Exercise instructions:
Take the entries below and reproduce them word for word.

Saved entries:
Content starts

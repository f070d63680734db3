//! Use cases (orchestration)
//!
//! Each stage of a provisioning run is a function over the host ports;
//! `provision` runs them in order.

mod enrollment;
mod install;
mod pam;
mod preflight;
mod provision;

pub use enrollment::{ensure_credential, Credential};
pub use install::{ensure_device_rule, ensure_packages};
pub use pam::PamStackEditor;
pub use preflight::{
    check_device_present, check_privilege, check_tool_available, detect_virtualization,
    resolve_target_user,
};
pub use provision::provision;
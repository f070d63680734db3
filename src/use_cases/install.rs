//! Package and device rule installation

use tracing::{debug, info, warn};

use crate::error::{InstallError, ProvisionResult};
use crate::model::{CommandLine, DeviceRule, PackageName, StepStatus};
use crate::ports::{CommandRunner, FileStore};

const INSTALLED: &str = "install ok installed";

/// Whether dpkg reports `package` as fully installed
fn is_installed<H: CommandRunner>(host: &mut H, package: &PackageName) -> ProvisionResult<bool> {
    let output = host.run(&CommandLine::probe(
        "dpkg-query",
        ["-W", "-f=${Status}", package.as_str()],
    ))?;
    Ok(output.success() && output.stdout.trim().ends_with(INSTALLED))
}

fn apt_get<H: CommandRunner>(host: &mut H, args: &[&str]) -> ProvisionResult<()> {
    let command =
        CommandLine::new("apt-get", args.iter().copied()).env("DEBIAN_FRONTEND", "noninteractive");
    let output = host.run(&command)?;
    if !output.success() {
        return Err(InstallError::ManagerFailed {
            action: command.to_string(),
            status: output.status,
            stderr: output.stderr.trim().to_string(),
        }
        .into());
    }
    Ok(())
}

/// Install whichever of `packages` dpkg does not know yet
///
/// Nothing runs when everything is present: no index update, no install.
pub fn ensure_packages<H: CommandRunner>(
    host: &mut H,
    packages: &[PackageName],
) -> ProvisionResult<StepStatus> {
    let mut missing = Vec::new();
    for package in packages {
        if is_installed(host, package)? {
            debug!("{} is installed", package);
        } else {
            missing.push(package.as_str());
        }
    }

    if missing.is_empty() {
        info!("Packages already installed: {}", join(packages));
        return Ok(StepStatus::Skipped);
    }

    info!("Installing: {}", missing.join(" "));
    apt_get(host, &["update"])?;
    let mut install = vec!["install", "-y"];
    install.extend(missing);
    apt_get(host, &install)?;

    Ok(StepStatus::Applied)
}

fn join(packages: &[PackageName]) -> String {
    packages
        .iter()
        .map(PackageName::as_str)
        .collect::<Vec<_>>()
        .join(" ")
}

/// Write the udev rule if it differs, then ask udev to reload
///
/// udev is often not running inside WSL, so a failed reload is only a
/// warning and is reported as `Warned`.
pub fn ensure_device_rule<H: CommandRunner + FileStore>(
    host: &mut H,
    rule: &DeviceRule,
) -> ProvisionResult<StepStatus> {
    if let Some(existing) = host.read(&rule.path)? {
        if rule.matches(&String::from_utf8_lossy(&existing)) {
            info!("udev rule {} is up to date", rule.path.display());
            return Ok(StepStatus::Skipped);
        }
        info!("Replacing outdated udev rule {}", rule.path.display());
    } else {
        info!("Writing udev rule {}", rule.path.display());
    }

    if let Some(dir) = rule.path.parent() {
        if !host.exists(dir) {
            debug!("Creating {}", dir.display());
            host.create_dir_all(dir)?;
        }
    }
    host.write_atomic(&rule.path, rule.contents.as_bytes(), 0o644)?;

    let mut reloaded = true;
    for args in [&["control", "--reload-rules"][..], &["trigger"][..]] {
        let command = CommandLine::new("udevadm", args.iter().copied());
        match host.run(&command) {
            Ok(output) if output.success() => {}
            Ok(output) => {
                warn!(
                    "`{}` exited with status {}: {}",
                    command,
                    output.status,
                    output.stderr.trim()
                );
                reloaded = false;
            }
            Err(err) => {
                warn!("{}", err);
                reloaded = false;
            }
        }
    }

    if reloaded {
        Ok(StepStatus::Applied)
    } else {
        warn!("udev did not reload; re-attach the key if /dev/hidraw* permissions look wrong");
        Ok(StepStatus::Warned)
    }
}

Content ends

Result for this exercise:
repository f070d63680734db3
//! Use cases (orchestration)
//!
//! Each stage of a provisioning run is a function over the host ports;
//! `provision` runs them in order.

mod enrollment;
mod install;
mod pam;
mod preflight;
mod provision;

pub use enrollment::{ensure_credential, Credential};
pub use install::{ensure_device_rule, ensure_packages};
pub use pam::PamStackEditor;
pub use preflight::{
    check_device_present, check_privilege, check_tool_available, detect_virtualization,
    resolve_target_user,
};
pub use provision::provision;
repository f070d63680734db3
filename src/use_cases/install.rs
//! Package and device rule installation

use tracing::{debug, info, warn};

use crate::error::{InstallError, ProvisionResult};
use crate::model::{CommandLine, DeviceRule, PackageName, StepStatus};
use crate::ports::{CommandRunner, FileStore};

const INSTALLED: &str = "install ok installed";

/// Whether dpkg reports `package` as fully installed
fn is_installed<H: CommandRunner>(host: &mut H, package: &PackageName) -> ProvisionResult<bool> {
    let output = host.run(&CommandLine::probe(
        "dpkg-query",
        ["-W", "-f=${Status}", package.as_str()],
    ))?;
    Ok(output.success() && output.stdout.trim().ends_with(INSTALLED))
}

fn apt_get<H: CommandRunner>(host: &mut H, args: &[&str]) -> ProvisionResult<()> {
    let command =
        CommandLine::new("apt-get", args.iter().copied()).env("DEBIAN_FRONTEND", "noninteractive");
    let output = host.run(&command)?;
    if !output.success() {
        return Err(InstallError::ManagerFailed {
            action: command.to_string(),
            status: output.status,
            stderr: output.stderr.trim().to_string(),
        }
        .into());
    }
    Ok(())
}

/// Install whichever of `packages` dpkg does not know yet
///
/// Nothing runs when everything is present: no index update, no install.
pub fn ensure_packages<H: CommandRunner>(
    host: &mut H,
    packages: &[PackageName],
) -> ProvisionResult<StepStatus> {
    let mut missing = Vec::new();
    for package in packages {
        if is_installed(host, package)? {
            debug!("{} is installed", package);
        } else {
            missing.push(package.as_str());
        }
    }

    if missing.is_empty() {
        info!("Packages already installed: {}", join(packages));
        return Ok(StepStatus::Skipped);
    }

    info!("Installing: {}", missing.join(" "));
    apt_get(host, &["update"])?;
    let mut install = vec!["install", "-y"];
    install.extend(missing);
    apt_get(host, &install)?;

    Ok(StepStatus::Applied)
}

fn join(packages: &[PackageName]) -> String {
    packages
        .iter()
        .map(PackageName::as_str)
        .collect::<Vec<_>>()
        .join(" ")
}

/// Write the udev rule if it differs, then ask udev to reload
///
/// udev is often not running inside WSL, so a failed reload is only a
/// warning and is reported as `Warned`.
pub fn ensure_device_rule<H: CommandRunner + FileStore>(
    host: &mut H,
    rule: &DeviceRule,
) -> ProvisionResult<StepStatus> {
    if let Some(existing) = host.read(&rule.path)? {
        if rule.matches(&String::from_utf8_lossy(&existing)) {
            info!("udev rule {} is up to date", rule.path.display());
            return Ok(StepStatus::Skipped);
        }
        info!("Replacing outdated udev rule {}", rule.path.display());
    } else {
        info!("Writing udev rule {}", rule.path.display());
    }

    if let Some(dir) = rule.path.parent() {
        if !host.exists(dir) {
            debug!("Creating {}", dir.display());
            host.create_dir_all(dir)?;
        }
    }
    host.write_atomic(&rule.path, rule.contents.as_bytes(), 0o644)?;

    let mut reloaded = true;
    for args in [&["control", "--reload-rules"][..], &["trigger"][..]] {
        let command = CommandLine::new("udevadm", args.iter().copied());
        match host.run(&command) {
            Ok(output) if output.success() => {}
            Ok(output) => {
                warn!(
                    "`{}` exited with status {}: {}",
                    command,
                    output.status,
                    output.stderr.trim()
                );
                reloaded = false;
            }
            Err(err) => {
                warn!("{}", err);
                reloaded = false;
            }
        }
    }

    if reloaded {
        Ok(StepStatus::Applied)
    } else {
        warn!("udev did not reload; re-attach the key if /dev/hidraw* permissions look wrong");
        Ok(StepStatus::Warned)
    }
}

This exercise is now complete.